US political theorist Charlene Haddock Seigfried is a well-travelled pragmatist, having been involved in feminist and civil rights campaigning since the late 1960s. In Dublin this week to speak at a UCD conference on John Dewey, another key populariser of pragmatism, Prof Seigfried agrees that many people find the philosophy convincing but then fall down on implementing it. Why? Because, she suggests, they too much enjoy holding on their own prejudices.

“Yes, we crave moral certainty,” says Seigfried (this week’s “Unthinkable” guest), “but we reap moral oppression.”

Are people hard-wired to be prejudiced?

Charlene Haddock Seigfried: “Every living thing has a unique perspective from which to view the world. It isn’t static but develops over time in interaction with other people and things. According to William James, such tendencies are biases when they negatively impact the self or others. They are neutral or positive when they are useful or move society in better directions.

“Given these irreducibly multiple perspectives and values, it is necessary to listen to others and join together with those different from ourselves to first discover, then reciprocally criticise, and work in myriad ways towards mutual betterment. We must do this if we are to have any hope of avoiding hostility and oppression.

“Isolation and exaggerated self-regard as well as manipulating and oppressing others are corrosive enough to dissolve the bonds of mutual regard that permit community and beneficial social interactions.”

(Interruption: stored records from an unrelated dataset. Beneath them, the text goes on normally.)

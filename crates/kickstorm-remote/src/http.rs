//! HTTP implementation of the remote repository client against a
//! GitHub-style REST API (repos, branches, and the git data endpoints).

use async_trait::async_trait;
use base64::Engine;
use reqwest::StatusCode;
use serde::Deserialize;
use serde_json::json;
use std::time::Duration;

use crate::client::{CommitRef, RemoteError, RemoteRepoClient, TreeEntry};

const HTTP_TIMEOUT_SECS: u64 = 60;

pub struct HttpRemoteClient {
    http: reqwest::Client,
    api_base: String,
    owner: String,
}

#[derive(Debug, Deserialize)]
struct RepoResponse {
    full_name: String,
}

#[derive(Debug, Deserialize)]
struct BranchResponse {
    commit: BranchCommit,
}

#[derive(Debug, Deserialize)]
struct BranchCommit {
    sha: String,
    commit: BranchCommitInner,
}

#[derive(Debug, Deserialize)]
struct BranchCommitInner {
    tree: ShaRef,
}

#[derive(Debug, Deserialize)]
struct ShaRef {
    sha: String,
}

#[derive(Debug, Deserialize)]
struct ContentsResponse {
    commit: ShaRef,
}

#[derive(Debug, Deserialize)]
struct ExistingContent {
    sha: String,
}

impl HttpRemoteClient {
    pub fn new(api_base: &str, token: &str, owner: &str) -> anyhow::Result<Self> {
        let mut headers = reqwest::header::HeaderMap::new();
        let mut auth = reqwest::header::HeaderValue::from_str(&format!("token {}", token))?;
        auth.set_sensitive(true);
        headers.insert(reqwest::header::AUTHORIZATION, auth);
        headers.insert(
            reqwest::header::ACCEPT,
            reqwest::header::HeaderValue::from_static("application/vnd.github.v3+json"),
        );
        headers.insert(
            reqwest::header::USER_AGENT,
            reqwest::header::HeaderValue::from_static("kickstorm-workspace-sync"),
        );

        let http = reqwest::Client::builder()
            .timeout(Duration::from_secs(HTTP_TIMEOUT_SECS))
            .default_headers(headers)
            .build()?;

        Ok(Self {
            http,
            api_base: api_base.trim_end_matches('/').to_string(),
            owner: owner.to_string(),
        })
    }

    fn url(&self, path: &str) -> String {
        format!("{}/{}", self.api_base, path.trim_start_matches('/'))
    }

    /// Map transport and status failures onto the transient/permanent split.
    async fn check(
        &self,
        result: Result<reqwest::Response, reqwest::Error>,
        what: &str,
    ) -> Result<reqwest::Response, RemoteError> {
        let response = result.map_err(|e| RemoteError::Transient(format!("{}: {}", what, e)))?;
        let status = response.status();
        if status.is_success() {
            return Ok(response);
        }
        let body = response.text().await.unwrap_or_default();
        let message = format!("{}: {} {}", what, status, body);
        if status.is_server_error() {
            Err(RemoteError::Transient(message))
        } else if status == StatusCode::CONFLICT || status == StatusCode::UNPROCESSABLE_ENTITY {
            Err(RemoteError::RefConflict(message))
        } else {
            Err(RemoteError::Permanent(message))
        }
    }
}

#[async_trait]
impl RemoteRepoClient for HttpRemoteClient {
    async fn ensure_repo(
        &self,
        name: &str,
        description: &str,
        private: bool,
    ) -> Result<String, RemoteError> {
        // Create-or-get: probe first, create on 404.
        let probe = self
            .http
            .get(self.url(&format!("repos/{}/{}", self.owner, name)))
            .send()
            .await
            .map_err(|e| RemoteError::Transient(format!("get repo: {}", e)))?;

        match probe.status() {
            status if status.is_success() => {
                let repo: RepoResponse = probe
                    .json()
                    .await
                    .map_err(|e| RemoteError::Transient(format!("get repo body: {}", e)))?;
                return Ok(repo.full_name);
            }
            StatusCode::NOT_FOUND => {}
            status if status.is_server_error() => {
                return Err(RemoteError::Transient(format!("get repo: {}", status)));
            }
            status => {
                return Err(RemoteError::Permanent(format!("get repo: {}", status)));
            }
        }

        let payload = json!({
            "name": name,
            "description": description,
            "private": private,
            "auto_init": true,
        });

        // Organization owners create under /orgs; user accounts under /user.
        let org_attempt = self
            .http
            .post(self.url(&format!("orgs/{}/repos", self.owner)))
            .json(&payload)
            .send()
            .await;
        let org_missing = matches!(&org_attempt, Ok(r) if r.status() == StatusCode::NOT_FOUND);
        let response = if org_missing {
            self.http
                .post(self.url("user/repos"))
                .json(&payload)
                .send()
                .await
        } else {
            org_attempt
        };

        let response = self.check(response, "create repo").await?;
        let repo: RepoResponse = response
            .json()
            .await
            .map_err(|e| RemoteError::Transient(format!("create repo body: {}", e)))?;

        tracing::info!(repo = %repo.full_name, "Created remote repository");
        Ok(repo.full_name)
    }

    async fn branch_head(&self, repo: &str, branch: &str) -> Result<CommitRef, RemoteError> {
        let response = self
            .http
            .get(self.url(&format!("repos/{}/branches/{}", repo, branch)))
            .send()
            .await
            .map_err(|e| RemoteError::Transient(format!("branch head: {}", e)))?;

        if response.status() == StatusCode::NOT_FOUND {
            return Err(RemoteError::BranchMissing(branch.to_string()));
        }
        let response = self.check(Ok(response), "branch head").await?;
        let branch_info: BranchResponse = response
            .json()
            .await
            .map_err(|e| RemoteError::Transient(format!("branch head body: {}", e)))?;

        Ok(CommitRef {
            sha: branch_info.commit.sha,
            tree_sha: branch_info.commit.commit.tree.sha,
        })
    }

    async fn create_blob(&self, repo: &str, content: &[u8]) -> Result<String, RemoteError> {
        let payload = json!({
            "content": base64::engine::general_purpose::STANDARD.encode(content),
            "encoding": "base64",
        });
        let response = self
            .http
            .post(self.url(&format!("repos/{}/git/blobs", repo)))
            .json(&payload)
            .send()
            .await;
        let response = self.check(response, "create blob").await?;
        let blob: ShaRef = response
            .json()
            .await
            .map_err(|e| RemoteError::Transient(format!("create blob body: {}", e)))?;
        Ok(blob.sha)
    }

    async fn create_tree(
        &self,
        repo: &str,
        base_tree: Option<&str>,
        entries: &[TreeEntry],
    ) -> Result<String, RemoteError> {
        let tree: Vec<_> = entries
            .iter()
            .map(|e| {
                json!({
                    "path": e.path,
                    "mode": e.mode,
                    "type": "blob",
                    "sha": e.sha,
                })
            })
            .collect();
        let mut payload = json!({ "tree": tree });
        if let Some(base) = base_tree {
            payload["base_tree"] = json!(base);
        }

        let response = self
            .http
            .post(self.url(&format!("repos/{}/git/trees", repo)))
            .json(&payload)
            .send()
            .await;
        let response = self.check(response, "create tree").await?;
        let tree: ShaRef = response
            .json()
            .await
            .map_err(|e| RemoteError::Transient(format!("create tree body: {}", e)))?;
        Ok(tree.sha)
    }

    async fn create_commit(
        &self,
        repo: &str,
        message: &str,
        tree_sha: &str,
        parents: &[String],
    ) -> Result<String, RemoteError> {
        let payload = json!({
            "message": message,
            "tree": tree_sha,
            "parents": parents,
        });
        let response = self
            .http
            .post(self.url(&format!("repos/{}/git/commits", repo)))
            .json(&payload)
            .send()
            .await;
        let response = self.check(response, "create commit").await?;
        let commit: ShaRef = response
            .json()
            .await
            .map_err(|e| RemoteError::Transient(format!("create commit body: {}", e)))?;
        Ok(commit.sha)
    }

    async fn update_ref(&self, repo: &str, branch: &str, sha: &str) -> Result<(), RemoteError> {
        let payload = json!({ "sha": sha, "force": false });
        let response = self
            .http
            .patch(self.url(&format!("repos/{}/git/refs/heads/{}", repo, branch)))
            .json(&payload)
            .send()
            .await;
        self.check(response, "update ref").await?;
        Ok(())
    }

    async fn upload_file(
        &self,
        repo: &str,
        branch: &str,
        path: &str,
        content: &[u8],
        message: &str,
    ) -> Result<String, RemoteError> {
        // The contents API requires the current blob sha when replacing.
        let existing = self
            .http
            .get(self.url(&format!("repos/{}/contents/{}", repo, path)))
            .query(&[("ref", branch)])
            .send()
            .await
            .map_err(|e| RemoteError::Transient(format!("get contents: {}", e)))?;
        let existing_sha = if existing.status().is_success() {
            existing
                .json::<ExistingContent>()
                .await
                .ok()
                .map(|c| c.sha)
        } else {
            None
        };

        let mut payload = json!({
            "message": message,
            "content": base64::engine::general_purpose::STANDARD.encode(content),
            "branch": branch,
        });
        if let Some(sha) = existing_sha {
            payload["sha"] = json!(sha);
        }

        let response = self
            .http
            .put(self.url(&format!("repos/{}/contents/{}", repo, path)))
            .json(&payload)
            .send()
            .await;
        let response = self.check(response, "upload file").await?;
        let contents: ContentsResponse = response
            .json()
            .await
            .map_err(|e| RemoteError::Transient(format!("upload file body: {}", e)))?;
        Ok(contents.commit.sha)
    }
}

How can prejudice be reduced or eliminated?

“This is the toughest question. I never thought I’d ever lose the optimism of my Vietnam-era years, of participating in real and substantial social transformation. It was exhilarating taking part in so many firsts: putting together the first women’s studies classes; opening up what was then called ‘Classical American Philosophy’ to dissident voices, questioning its origin story in the privileged lives of elite males; and challenging the myth of American ‘specialness’.

“But now historical change seems more transient and cyclical. I’ve long been suspicious of power and hierarchical privilege, but now they seem a permanent feature of human society, ever ready to reclaim their places at the top.

“The lives of the marginalised taught me that every reform can be turned inside out. Liberating changes can be appropriated to bring about the opposite of what was intended. Feminists can march for women’s equality or for fairness in sharing the burdens and rewards of life. But call them ‘man haters’ and this slander is enough to deter young women from identifying with the movement despite sharing its values.

“This became clear theoretically in reconstructing historical changes but now it is apparent everywhere and directly affects our everyday lives.

“Prejudice cannot be eliminated, but it can be recognised and opposed whenever and however it appears.”

Compromise is a dirty word in political circles. How does one make 'principled compromises'?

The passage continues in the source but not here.